### Task prompt
Work out how many lines in the data below contain "GameData", and state that count with nothing added.

### Data shown
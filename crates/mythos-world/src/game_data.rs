use std::fmt;

use mythos_core::abstracts::AbstractIndex;
use mythos_core::assemble::{InstanceDefinition, ResolvedDefinition};
use mythos_core::extension::Extension;
use mythos_core::value::kind_map_len;
use mythos_core::{DataMap, KindMap, ResolveError};
use serde::Serialize;

/// The fully resolved output of one load. Read-only once built.
#[derive(Debug, Clone, PartialEq)]
pub struct GameData {
    /// In load order.
    extensions: Vec<Extension>,
    abstracts: AbstractIndex,
}

/// Counts across every loaded extension.
#[derive(Debug, Clone, Copy, Default, PartialEq, Eq, Serialize)]
pub struct LoadSummary {
    pub extensions: usize,
    pub abstracts: usize,
    pub base: usize,
    pub templates: usize,
    pub instances: usize,
    pub rooms: usize,
    pub exits: usize,
}

impl fmt::Display for LoadSummary {
    fn fmt(&self, f: &mut fmt::Formatter<'_>) -> fmt::Result {
        write!(
            f,
            "{} extensions, {} abstracts, {} base, {} templates, {} instances ({} rooms, {} exits)",
            self.extensions,
            self.abstracts,
            self.base,
            self.templates,
            self.instances,
            self.rooms,
            self.exits
        )
    }
}

impl GameData {
    pub fn new(extensions: Vec<Extension>, abstracts: AbstractIndex) -> Self {
        Self {
            extensions,
            abstracts,
        }
    }

    pub fn extensions(&self) -> &[Extension] {
        &self.extensions
    }

    pub fn extension(&self, name: &str) -> Option<&Extension> {
        self.extensions.iter().find(|e| e.name() == name)
    }

    pub fn abstracts(&self) -> &AbstractIndex {
        &self.abstracts
    }

    /// A resolved abstract. Distinguishes an unknown extension, kind, or key.
    pub fn get_abstract(
        &self,
        extension: &str,
        kind: &str,
        key: &str,
    ) -> Result<&DataMap, ResolveError> {
        self.abstracts.get_abstract(extension, kind, key)
    }

    /// Base definitions of every extension. On a shared kind and key the
    /// later-loaded extension wins.
    pub fn base(&self) -> KindMap<&ResolvedDefinition> {
        self.merged(|e| &e.resolved().base)
    }

    /// Templates of every extension, merged like [`GameData::base`].
    pub fn templates(&self) -> KindMap<&ResolvedDefinition> {
        self.merged(|e| &e.resolved().templates)
    }

    fn merged<'a>(
        &'a self,
        select: impl Fn(&'a Extension) -> &'a KindMap<ResolvedDefinition>,
    ) -> KindMap<&'a ResolvedDefinition> {
        let mut out: KindMap<&ResolvedDefinition> = KindMap::new();
        for extension in &self.extensions {
            for (kind, entries) in select(extension) {
                let merged = out.entry(kind.clone()).or_default();
                for (key, definition) in entries {
                    merged.insert(key.clone(), definition);
                }
            }
        }
        out
    }

    /// Every instance, extension by extension in load order.
    pub fn instances(&self) -> impl Iterator<Item = &InstanceDefinition> {
        self.extensions
            .iter()
            .flat_map(|e| e.resolved().instances.values())
    }

    pub fn instance(&self, extension: &str, name: &str) -> Option<&InstanceDefinition> {
        self.extension(extension)?.resolved().instances.get(name)
    }

    pub fn summary(&self) -> LoadSummary {
        let mut summary = LoadSummary {
            extensions: self.extensions.len(),
            abstracts: self.abstracts.len(),
            ..LoadSummary::default()
        };
        for extension in &self.extensions {
            let resolved = extension.resolved();
            summary.base += kind_map_len(&resolved.base);
            summary.templates += kind_map_len(&resolved.templates);
            summary.instances += resolved.instances.len();
        }
        for instance in self.instances() {
            summary.rooms += instance.room_count();
            summary.exits += instance.exit_count();
        }
        summary
    }
}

### Response
3